The journey of these weapons illustrates an uncomfortable and often misunderstood truth: That the UK, where even imitation weapons are illegal, has and has always had an issue with gun crime. The last half-decade has witnessed a spike gun-related offenses, even in the context of an overall decline since the early 2000s.

There have been a few specific events that feel significant in their barbarity. The murder of the Parliament member Jo Cox, shot dead in 2016 by a far-right terrorist as she went about routine business in West Yorkshire. The May 2018 fatal shooting of 17-year-old aspiring drill artist Rhyheim Barton on a housing estate in Camberwell, in southeast London. The September 2017 killing of 14-year-old Corey Junior Davies in Newham, east London — collateral damage of an increasingly bloody turf war in the borough. A 2015 botched gangland execution in the outskirts of Manchester that left a seven-year-old boy in critical condition.
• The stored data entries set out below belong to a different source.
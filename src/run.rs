//! The run loop: initialize a grid, then render, step, swap and wait until
//! the grid converges or the waiter asks to stop.
//!
//! There is no iteration cap. Oscillating or growing patterns run until
//! the [`Waiter`] returns [`Flow::Stop`].

use crate::config;
use crate::engine::{Engine, StepResult};
use crate::error::{ResultCode, RunError};
use crate::grid::Grid;
use crate::render::CellStyle;
use rand::Rng;
use std::io;
use std::path::PathBuf;
use std::time::Duration;

/// Delay used when none (or zero) is configured.
pub const DEFAULT_DELAY: Duration = Duration::from_millis(50);

/// Arguments for one run. Validation of raw command-line syntax happens
/// before this point.
#[derive(Debug, Clone, PartialEq, Eq, Default)]
pub struct RunConfig {
    /// Grid width for random initialization; 0 selects the default.
    pub width: u16,
    /// Grid height for random initialization; 0 selects the default.
    pub height: u16,
    /// Delay between frames in milliseconds; 0 selects [`DEFAULT_DELAY`].
    pub delay_ms: u64,
    /// Cell characters and background mode.
    pub style: CellStyle,
    /// Configuration file to load instead of a random grid.
    pub file: Option<PathBuf>,
    /// Treat opposite edges as adjacent.
    pub wrap: bool,
}

impl RunConfig {
    /// Effective delay between frames.
    #[must_use]
    pub fn delay(&self) -> Duration {
        if self.delay_ms == 0 {
            DEFAULT_DELAY
        } else {
            Duration::from_millis(self.delay_ms)
        }
    }
}

/// What the renderer sees each iteration.
#[derive(Debug, Clone, Copy)]
pub struct Frame<'a> {
    /// The generation about to be stepped.
    pub grid: &'a Grid,
    /// Steps taken before this frame.
    pub generation: u64,
}

/// Draws frames. Called once per iteration, before stepping.
pub trait Renderer {
    /// Draw one frame.
    ///
    /// # Errors
    ///
    /// Returns an error if output fails.
    fn render(&mut self, frame: &Frame<'_>) -> io::Result<()>;
}

/// Whether the loop should keep going after a wait.
#[derive(Debug, Clone, Copy, PartialEq, Eq)]
pub enum Flow {
    /// Carry on with the next iteration.
    Continue,
    /// Stop now; the run ends with [`Outcome::Stopped`].
    Stop,
}

/// Blocks between iterations.
pub trait Waiter {
    /// Wait for `delay`, or less if an interruption arrives.
    ///
    /// # Errors
    ///
    /// Returns an error if the wait could not be performed.
    fn wait(&mut self, delay: Duration) -> io::Result<Flow>;
}

/// Waiter that sleeps the thread and never stops the run.
#[derive(Debug, Clone, Copy, Default)]
pub struct SleepWaiter;

impl Waiter for SleepWaiter {
    fn wait(&mut self, delay: Duration) -> io::Result<Flow> {
        std::thread::sleep(delay);
        Ok(Flow::Continue)
    }
}

/// How a run ended.
#[derive(Debug, Clone, Copy, PartialEq, Eq)]
pub enum Outcome {
    /// The grid reached a fixed point after `generations` steps.
    Converged {
        /// Steps taken, including the one that detected convergence.
        generations: u64,
    },
    /// The waiter stopped the run after `generations` steps.
    Stopped {
        /// Steps taken before stopping.
        generations: u64,
    },
}

impl Outcome {
    /// Steps taken during the run.
    #[must_use]
    pub const fn generations(self) -> u64 {
        match self {
            Self::Converged { generations } | Self::Stopped { generations } => generations,
        }
    }

    /// The logical result code.
    #[must_use]
    pub const fn code(self) -> ResultCode {
        match self {
            Self::Converged { .. } => ResultCode::Converged,
            Self::Stopped { .. } => ResultCode::Ok,
        }
    }
}

/// Lifecycle of a [`Simulation`].
#[derive(Debug, Clone, Copy, PartialEq, Eq)]
pub enum RunState {
    /// Buffers allocated, nothing rendered yet.
    Ready,
    /// At least one iteration done, more to come.
    Stepping,
    /// Terminal: the run produced an outcome.
    Finished(Outcome),
}

/// A single run: one engine and the iteration state machine around it.
#[derive(Debug, Clone)]
pub struct Simulation {
    engine: Engine,
    delay: Duration,
    state: RunState,
}

impl Simulation {
    /// Initialize from `config`: load the configured file, or fill a random
    /// grid from `rng`.
    ///
    /// # Errors
    ///
    /// Returns [`RunError::Config`] if the file is rejected and
    /// [`RunError::Dimension`] if random dimensions are out of range.
    pub fn new<R: Rng + ?Sized>(config: &RunConfig, rng: &mut R) -> Result<Self, RunError> {
        let grid = match &config.file {
            Some(path) => config::load(path)?,
            None => Grid::random(config.width, config.height, rng)?,
        };
        tracing::info!(
            width = grid.width(),
            height = grid.height(),
            wrap = config.wrap,
            from_file = config.file.is_some(),
            "initialized grid"
        );
        Ok(Self::from_grid(grid, config.wrap, config.delay()))
    }

    /// Start from an explicit grid.
    #[must_use]
    pub fn from_grid(grid: Grid, wrap: bool, delay: Duration) -> Self {
        Self {
            engine: Engine::new(grid, wrap),
            delay,
            state: RunState::Ready,
        }
    }

    /// The generation shown by the next frame.
    #[must_use]
    pub fn grid(&self) -> &Grid {
        self.engine.current()
    }

    /// Current lifecycle state.
    #[must_use]
    pub const fn state(&self) -> RunState {
        self.state
    }

    /// Steps taken so far.
    #[must_use]
    pub const fn generation(&self) -> u64 {
        self.engine.generation()
    }

    /// Run one iteration: render, step, swap, wait.
    ///
    /// Returns the outcome once the run has finished; calling again after
    /// that returns the same outcome without doing anything.
    ///
    /// # Errors
    ///
    /// Returns [`RunError::Terminal`] if the renderer or waiter fails.
    pub fn tick<R, W>(&mut self, renderer: &mut R, waiter: &mut W) -> Result<Option<Outcome>, RunError>
    where
        R: Renderer + ?Sized,
        W: Waiter + ?Sized,
    {
        if let RunState::Finished(outcome) = self.state {
            return Ok(Some(outcome));
        }

        renderer.render(&Frame {
            grid: self.engine.current(),
            generation: self.engine.generation(),
        })?;
        let result = self.engine.step();
        let flow = waiter.wait(self.delay)?;

        let generations = self.engine.generation();
        let outcome = match (result, flow) {
            (StepResult::Converged, _) => Some(Outcome::Converged { generations }),
            (StepResult::Ongoing, Flow::Stop) => Some(Outcome::Stopped { generations }),
            (StepResult::Ongoing, Flow::Continue) => None,
        };

        self.state = match outcome {
            Some(outcome) => {
                tracing::info!(?outcome, "run finished");
                RunState::Finished(outcome)
            }
            None => RunState::Stepping,
        };
        Ok(outcome)
    }

    /// Iterate until the run finishes.
    ///
    /// # Errors
    ///
    /// Returns [`RunError::Terminal`] if the renderer or waiter fails.
    pub fn run<R, W>(&mut self, renderer: &mut R, waiter: &mut W) -> Result<Outcome, RunError>
    where
        R: Renderer + ?Sized,
        W: Waiter + ?Sized,
    {
        loop {
            if let Some(outcome) = self.tick(renderer, waiter)? {
                return Ok(outcome);
            }
        }
    }
}
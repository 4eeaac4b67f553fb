//! Output formatting utilities for CLI.

use asciigol::Grid;
use asciigol::engine::{StepResult, step};
use serde::Serialize;

/// JSON-serializable summary of a configuration file.
#[derive(Debug, Serialize)]
pub(super) struct JsonGridSummary {
    /// Path that was checked.
    pub(super) file: String,
    /// Grid width.
    pub(super) width: u16,
    /// Grid height.
    pub(super) height: u16,
    /// Number of live cells.
    pub(super) population: usize,
    /// Whether the first generation leaves the grid unchanged.
    pub(super) still_life: bool,
}

impl JsonGridSummary {
    /// Summarize a decoded grid.
    pub(super) fn from_grid(file: String, grid: &Grid) -> Self {
        Self {
            file,
            width: grid.width(),
            height: grid.height(),
            population: grid.population(),
            still_life: is_still_life(grid),
        }
    }
}

/// One step without wraparound reports no change.
pub(super) fn is_still_life(grid: &Grid) -> bool {
    let mut next = grid.clone();
    step(grid, &mut next, false) == StepResult::Converged
}

/// Format a summary as human-readable text.
pub(super) fn format_text(summary: &JsonGridSummary) -> String {
    let mut output = String::new();

    output.push_str(&format!("Configuration: {}\n", summary.file));
    output.push_str(&format!("  Size:       {}x{}\n", summary.width, summary.height));
    output.push_str(&format!("  Population: {}\n", summary.population));
    output.push_str(&format!(
        "  Still life: {}\n",
        if summary.still_life { "yes" } else { "no" }
    ));

    output
}

#[cfg(test)]
mod tests {
    use super::*;
    use asciigol::Coord;

    #[test]
    fn test_summary_of_block() {
        let mut grid = Grid::new(4, 4).unwrap();
        for coord in [Coord::new(1, 1), Coord::new(1, 2), Coord::new(2, 1), Coord::new(2, 2)] {
            grid.set(coord, true);
        }
        let summary = JsonGridSummary::from_grid("block.txt".to_string(), &grid);
        assert!(summary.still_life);
        assert_eq!(summary.population, 4);

        let text = format_text(&summary);
        assert!(text.contains("4x4"));
        assert!(text.contains("Still life: yes"));

        let json = serde_json::to_value(&summary).unwrap();
        assert_eq!(json["population"], 4);
        assert_eq!(json["still_life"], true);
    }

    #[test]
    fn test_lone_cell_is_not_still() {
        let mut grid = Grid::new(3, 3).unwrap();
        grid.set(Coord::new(1, 1), true);
        assert!(!is_still_life(&grid));
    }
}
// Allow unwrap in tests (test code is not production)
#![cfg_attr(test, allow(clippy::unwrap_used))]
//! Asciigol: Conway's Game of Life animated as ASCII in the terminal.
//!
//! This crate provides:
//! - A fixed-size grid with optional toroidal wraparound
//! - A double-buffered engine that detects fixed points
//! - A strict codec for the `asciigol` configuration file format
//! - A run loop that sequences rendering, stepping and waiting
//! - The editing model behind the configuration generator
//!
//! # Architecture
//!
//! ```text
//! ┌─────────────────────────────────────┐
//! │   Run Loop (render → step → wait)   │
//! ├──────────────────┬──────────────────┤
//! │   Grid Engine    │  Frame Renderer  │
//! ├──────────────────┴──────────────────┤
//! │  Config Codec  │  Random Initializer│
//! └─────────────────────────────────────┘
//! ```

pub mod config;
pub mod editor;
pub mod engine;
pub mod error;
pub mod grid;
pub mod render;
pub mod run;

pub use error::{ConfigError, DimensionError, InvalidDimension, ResultCode, RunError};

// Re-export key types at crate root for convenience
pub use engine::{Engine, StepResult, count_live_neighbors, step, transition};
pub use grid::{Coord, Grid, MAX_HEIGHT, MAX_WIDTH};
pub use render::{AnsiRenderer, Background, CellStyle};
pub use run::{Flow, Frame, Outcome, Renderer, RunConfig, Simulation, Waiter};

#[cfg(test)]
mod tests {
    use super::*;

    #[test]
    fn test_outcome_debug() {
        let outcome = Outcome::Converged { generations: 12 };
        let debug = format!("{outcome:?}");
        assert!(debug.contains("Converged"));
        assert!(debug.contains("12"));
    }
}
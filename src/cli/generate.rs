//! Gen command implementation - interactive configuration editor.

#![allow(clippy::needless_pass_by_value)]

use super::terminal::TerminalSession;
use super::{CellArg, CliError};
use asciigol::config;
use asciigol::editor::{Direction as Move, Editor, EditorCommand, EditorStatus};
use crossterm::event::{self, Event, KeyCode, KeyEvent, KeyEventKind, KeyModifiers};
use ratatui::{
    Frame, Terminal,
    backend::{Backend, CrosstermBackend},
    layout::{Constraint, Direction, Layout, Rect},
    style::{Color, Modifier, Style},
    text::{Line, Span},
    widgets::{Block, Borders, Paragraph},
};
use std::io::stdout;
use std::path::{Path, PathBuf};

/// Execute the gen command.
///
/// # Errors
///
/// Returns an error if the dimensions are invalid, the TUI fails, or the
/// file cannot be written.
pub(crate) fn execute(file: PathBuf, width: u16, height: u16, cell: CellArg) -> Result<(), CliError> {
    let editor = Editor::new(width, height, cell.is_alive())
        .map_err(|e| CliError::new(e.to_string()))?;

    let (editor, status) = run_tui(editor, &file)?;

    match status {
        EditorStatus::Save => {
            config::save(&file, editor.grid()).map_err(|e| {
                CliError::new(format!("Failed to write {}: {e}", file.display()))
            })?;
            println!("Saved {}x{} grid to {}", width, height, file.display());
        }
        EditorStatus::Abandon | EditorStatus::Editing => {
            println!("Discarded changes; {} not written", file.display());
        }
    }
    Ok(())
}

fn run_tui(mut editor: Editor, file: &Path) -> Result<(Editor, EditorStatus), CliError> {
    let _session = TerminalSession::start_alternate()?;
    let mut terminal = Terminal::new(CrosstermBackend::new(stdout()))?;
    let status = edit_loop(&mut terminal, &mut editor, file)?;
    Ok((editor, status))
}

fn edit_loop<B: Backend>(
    terminal: &mut Terminal<B>,
    editor: &mut Editor,
    file: &Path,
) -> Result<EditorStatus, CliError> {
    loop {
        terminal
            .draw(|f| ui(f, editor, file))
            .map_err(|e| CliError::new(e.to_string()))?;

        if let Event::Key(key) = event::read()?
            && key.kind == KeyEventKind::Press
            && let Some(command) = key_to_command(key)
        {
            let status = editor.apply(command);
            if status != EditorStatus::Editing {
                return Ok(status);
            }
        }
    }
}

/// Map a key press to an editor command.
fn key_to_command(key: KeyEvent) -> Option<EditorCommand> {
    let command = match key.code {
        KeyCode::Up | KeyCode::Char('k') => EditorCommand::Move(Move::Up),
        KeyCode::Down | KeyCode::Char('j') => EditorCommand::Move(Move::Down),
        KeyCode::Left | KeyCode::Char('h') => EditorCommand::Move(Move::Left),
        KeyCode::Right | KeyCode::Char('l') => EditorCommand::Move(Move::Right),
        KeyCode::Char('0') => EditorCommand::Set(false),
        KeyCode::Char('1') => EditorCommand::Set(true),
        KeyCode::Char(' ') => EditorCommand::Toggle,
        KeyCode::Char('c') if key.modifiers.contains(KeyModifiers::CONTROL) => EditorCommand::Abandon,
        KeyCode::Char('q') => EditorCommand::Save,
        KeyCode::Esc => EditorCommand::Abandon,
        _ => return None,
    };
    Some(command)
}

fn ui(f: &mut Frame, editor: &Editor, file: &Path) {
    let chunks = Layout::default()
        .direction(Direction::Vertical)
        .constraints([
            Constraint::Length(3), // Header
            Constraint::Min(3),    // Grid
            Constraint::Length(3), // Footer
        ])
        .split(f.area());

    render_header(f, chunks[0], editor, file);
    render_grid(f, chunks[1], editor);
    render_footer(f, chunks[2]);
}

fn render_header(f: &mut Frame, area: Rect, editor: &Editor, file: &Path) {
    let grid = editor.grid();
    let cursor = editor.cursor();
    let title = format!(
        " asciigol gen | {} | {}x{} | Row {} Col {} | Live: {} ",
        file.display(),
        grid.width(),
        grid.height(),
        cursor.row,
        cursor.col,
        grid.population()
    );

    let header = Paragraph::new(title)
        .style(Style::default().fg(Color::Cyan).add_modifier(Modifier::BOLD))
        .block(Block::default().borders(Borders::ALL));

    f.render_widget(header, area);
}

fn render_grid(f: &mut Frame, area: Rect, editor: &Editor) {
    let cursor = editor.cursor();
    let highlight = Style::default().fg(Color::Green).add_modifier(Modifier::REVERSED);

    let lines: Vec<Line> = editor
        .grid()
        .rows()
        .enumerate()
        .map(|(row, cells)| {
            let spans: Vec<Span> = cells
                .iter()
                .enumerate()
                .map(|(col, &alive)| {
                    let ch = if alive { "1" } else { "0" };
                    if usize::from(cursor.row) == row && usize::from(cursor.col) == col {
                        Span::styled(ch, highlight)
                    } else if alive {
                        Span::styled(ch, Style::default().fg(Color::White))
                    } else {
                        Span::styled(ch, Style::default().fg(Color::DarkGray))
                    }
                })
                .collect();
            Line::from(spans)
        })
        .collect();

    let grid_widget = Paragraph::new(lines).block(Block::default().borders(Borders::ALL).title(" Grid "));

    f.render_widget(grid_widget, area);
}

fn render_footer(f: &mut Frame, area: Rect) {
    let controls = " [←↑↓→] Move  [0/1] Set  [Space] Toggle  [q] Save & quit  [Esc] Discard ";

    let footer = Paragraph::new(controls)
        .style(Style::default().fg(Color::Gray))
        .block(Block::default().borders(Borders::ALL));

    f.render_widget(footer, area);
}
What knits these disparate events together is something both more powerful and more opaque than statistics or official proclamations — a mood of increasing despair, of creeping violence and decay. Though an appalling nationwide rise in knife crime dominates headlines, gun crime lurks just behind in the public consciousness — not just an afterthought, but an accompaniment to a spreading panic. Converted weapons, legal guns stolen for criminal use, “reactivated” blank-firing firearms, like the haul that crossed into Bedfordshire: these are the main means of dissemination.

It’s not meant to be like this here. The UK boasts some of the tightest gun control legislation in the world, the legacy of two atrocities that turned public opinion in steadfast favor of strict regulation. In 1987, 17 people were murdered in the small Berkshire town of Hungerford by a local handyman with legal access to a handgun and two semi-automatic rifles. And then in 1996, a disgraced former scoutmaster walked into a Scottish elementary school and killed 16 five-and six-year-olds with four legally bought handguns.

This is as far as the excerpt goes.